At a meeting of the Cannabis Advisory Board last week, state Office of Cannabis Management Executive Director Chris Alexander sounded a chipper note in announcing the full opening of the cannabis cultivator, retailer, processor and microbusiness licenses in the state today, saying it will be “the best market in the world.”

That’s bullish for a regulatory and logistical system that has already shot itself in the foot over the two years of the market’s early rollout, consistently making errors that have slowed the actual opening of legal recreational marijuana retailers to a trickle while the illegal shops — which at first operated in gray areas that made true enforcement all but impossible — sprung up everywhere.

We doubt that OCM and CAB can still establish a world-class marijuana sector, but for some would-be business owners who oriented themselves around the possibility of getting one of the early restricted licenses it probably already be too late.

Even before the so-called conditional program was blocked by the courts for bizarrely including only one of the various social equity groups identified in the law itself, regulators had given confusing instructions; slow-rolled the efforts to help small entrepreneurs with siting and business development; made the product itself less safe with testing failures and a pointless requirement for the marijuana to be grown outside; and generally dropped the ball.

Now, we find ourselves with only 18 officially licensed stores open around the state, competing desperately against thousands of illegals that don’t have to worry about technicalities like inspected product and paying taxes.

The toothpaste can’t be put back in the tube, but the state can at least take some steps to correct these deficiencies going forward. It should consider it a priority to grant the new licenses and support to the existing license holders and applicants who’ve been left in limbo by the court’s injunction, and broadly revamp efforts not just to process applications but help get businesses up and running quickly.

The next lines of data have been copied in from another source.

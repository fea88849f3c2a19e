use boundlife::{CellState, Pos2, Simulation};
use crossterm::{
    cursor,
    event::{
        self, DisableMouseCapture, EnableMouseCapture, KeyCode, KeyEvent, KeyEventKind,
        KeyModifiers, MouseButton, MouseEvent, MouseEventKind,
    },
    execute, queue, style, terminal,
};
use std::io::{self, Write};

const FRAME: char = '▒';
const JUST_DRAWN: char = '▓';

pub enum ConsoleCommand {
    Exit,
    TogglePause,
    /// Paint the given grid cell alive
    Paint(Pos2),
    Handled,
}

/// Glyph drawn for each cell state
fn glyph(state: CellState) -> char {
    match state {
        CellState::Dead => ' ',
        CellState::Alive => '█',
    }
}

/// Pan offset and paint markers of the console, independent of the terminal
#[derive(Debug)]
struct Viewport {
    tl: Pos2,
    // cells painted since the last step, shown until the next generation
    drawn: Vec<Pos2>,
    drawn_gen: u64,
}
impl Viewport {
    fn new() -> Self {
        Self {
            // start one cell up and left so the frame is visible
            tl: -Pos2::one(),
            drawn: Vec::new(),
            drawn_gen: 0,
        }
    }

    /// Translates a terminal cell into a grid coordinate
    fn to_grid(&self, column: u16, row: u16) -> Pos2 {
        self.tl + Pos2::new(column as i32, row as i32)
    }

    /// Moves the view one cell in the direction of an arrow key
    fn pan(&mut self, code: KeyCode) {
        match code {
            KeyCode::Up => self.tl.y -= 1,
            KeyCode::Down => self.tl.y += 1,
            KeyCode::Left => self.tl.x -= 1,
            KeyCode::Right => self.tl.x += 1,
            _ => {}
        }
    }

    /// Marks `pos` as painted during generation `generation`
    fn mark_drawn(&mut self, pos: Pos2, generation: u64) {
        if self.drawn_gen != generation {
            self.drawn.clear();
            self.drawn_gen = generation;
        }
        self.drawn.push(pos);
    }

    /// Lays out `rows` lines of `cols` glyphs, starting at the pan offset
    fn frame(&mut self, sim: &Simulation, cols: u16, rows: u16) -> Vec<String> {
        if sim.generation() != self.drawn_gen {
            self.drawn.clear();
        }

        let (cols, rows) = (cols as i32, rows as i32);
        let mut screen = vec![vec![' '; cols as usize]; rows as usize];
        let tl = self.tl;
        let mut put = |pos: Pos2, ch: char| {
            let (col, row) = (pos.x - tl.x, pos.y - tl.y);
            if (0..cols).contains(&col) && (0..rows).contains(&row) {
                screen[row as usize][col as usize] = ch;
            }
        };

        // the frame is a one-cell ring just outside the grid
        let view = sim.snapshot();
        let (w, h) = (view.width(), view.height());
        for x in -1..=w {
            put(Pos2::new(x, -1), FRAME);
            put(Pos2::new(x, h), FRAME);
        }
        for y in 0..h {
            put(Pos2::new(-1, y), FRAME);
            put(Pos2::new(w, y), FRAME);
        }

        for (pos, state) in view.window(tl, tl + Pos2::new(cols, rows)) {
            let ch = if self.drawn.contains(&pos) {
                JUST_DRAWN
            } else {
                glyph(state)
            };
            put(pos, ch);
        }

        screen.into_iter().map(String::from_iter).collect()
    }
}

pub struct ConsoleRender {
    viewport: Viewport,
    report: String,
}
impl ConsoleRender {
    pub fn new() -> io::Result<Self> {
        terminal::enable_raw_mode()?;
        execute!(
            io::stdout(),
            terminal::EnterAlternateScreen,
            EnableMouseCapture,
            cursor::Hide
        )?;
        Ok(Self {
            viewport: Viewport::new(),
            report: String::new(),
        })
    }

    pub fn render(&mut self, sim: &Simulation, paused: bool) -> io::Result<()> {
        let (cols, rows) = terminal::size()?;
        // the last row is reserved for the report footer
        let grid_rows = rows.saturating_sub(1);

        let mut stdout = io::stdout();
        queue!(stdout, terminal::Clear(terminal::ClearType::All))?;
        for (row, line) in (0..).zip(self.viewport.frame(sim, cols, grid_rows)) {
            queue!(stdout, cursor::MoveTo(0, row), style::Print(line))?;
        }

        // write footer
        let state = if paused { " [paused]" } else { "" };
        queue!(
            stdout,
            cursor::MoveTo(0, grid_rows),
            style::Print(format!("{}{}", self.report, state))
        )?;

        stdout.flush()
    }

    #[inline]
    pub fn mark_drawn(&mut self, pos: Pos2, generation: u64) {
        self.viewport.mark_drawn(pos, generation);
    }

    pub fn poll_events(&mut self) -> io::Result<Option<ConsoleCommand>> {
        // make sure event is preset for us to take
        if !event::poll(std::time::Duration::from_secs(0))? {
            return Ok(None);
        }

        let cmd = match event::read()? {
            // CTRL+C or q
            event::Event::Key(KeyEvent {
                code: KeyCode::Char('c'),
                modifiers: KeyModifiers::CONTROL,
                ..
            })
            | event::Event::Key(KeyEvent {
                code: KeyCode::Char('q'),
                ..
            }) => ConsoleCommand::Exit,
            // space or p to pause and continue
            event::Event::Key(KeyEvent {
                code: KeyCode::Char(' ' | 'p'),
                kind: KeyEventKind::Press,
                ..
            }) => ConsoleCommand::TogglePause,
            // arrows to move grid
            event::Event::Key(KeyEvent {
                code,
                kind: KeyEventKind::Press,
                ..
            }) => {
                self.viewport.pan(code);
                ConsoleCommand::Handled
            }
            // click or drag to paint cells alive
            event::Event::Mouse(MouseEvent {
                kind:
                    MouseEventKind::Down(MouseButton::Left)
                    | MouseEventKind::Drag(MouseButton::Left),
                column,
                row,
                ..
            }) => ConsoleCommand::Paint(self.viewport.to_grid(column, row)),
            _ => ConsoleCommand::Handled,
        };
        Ok(Some(cmd))
    }

    pub fn set_report(&mut self, report: String) {
        self.report = report;
    }
}
impl Drop for ConsoleRender {
    fn drop(&mut self) {
        // if we can enable it, we should be able to disable it
        terminal::disable_raw_mode().expect("disable raw mode");
        execute!(
            io::stdout(),
            cursor::Show,
            DisableMouseCapture,
            terminal::LeaveAlternateScreen
        )
        .expect("restore terminal");
    }
}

While lawmakers’ dream of a thriving legal cannabis sector rooted in small, local businesses run primarily by disadvantaged people who could bring the profits back to their communities increasingly seems like a mirage that won’t come to pass, the state has the tools to at least preserve some of this vision by moving fast on those applicants.

Regulators are clearly able to adapt to clean up their messes. It’s welcome that in this case OCM is creating an expedited license with approvals set to begin as applications close on Nov. 3. After its repeated missteps caused existing cannabis to pile up in warehouses, unable to be sold at retail, it took the step of launching the Cannabis Growers Showcase to help move some of that weed before it became unusable.

Clearly the regulators are able to adapt, and so they should take every lesson learned from the past two years of failures and false starts and apply it to the process going forward. This should also mark a new era of enforcement; while some of the illegal businesses will simply collapse on their own, they will take the legal market down with them. Enforcement against the illegals must not be just a minor setback for outlaw businesses that will be back up and running the next day.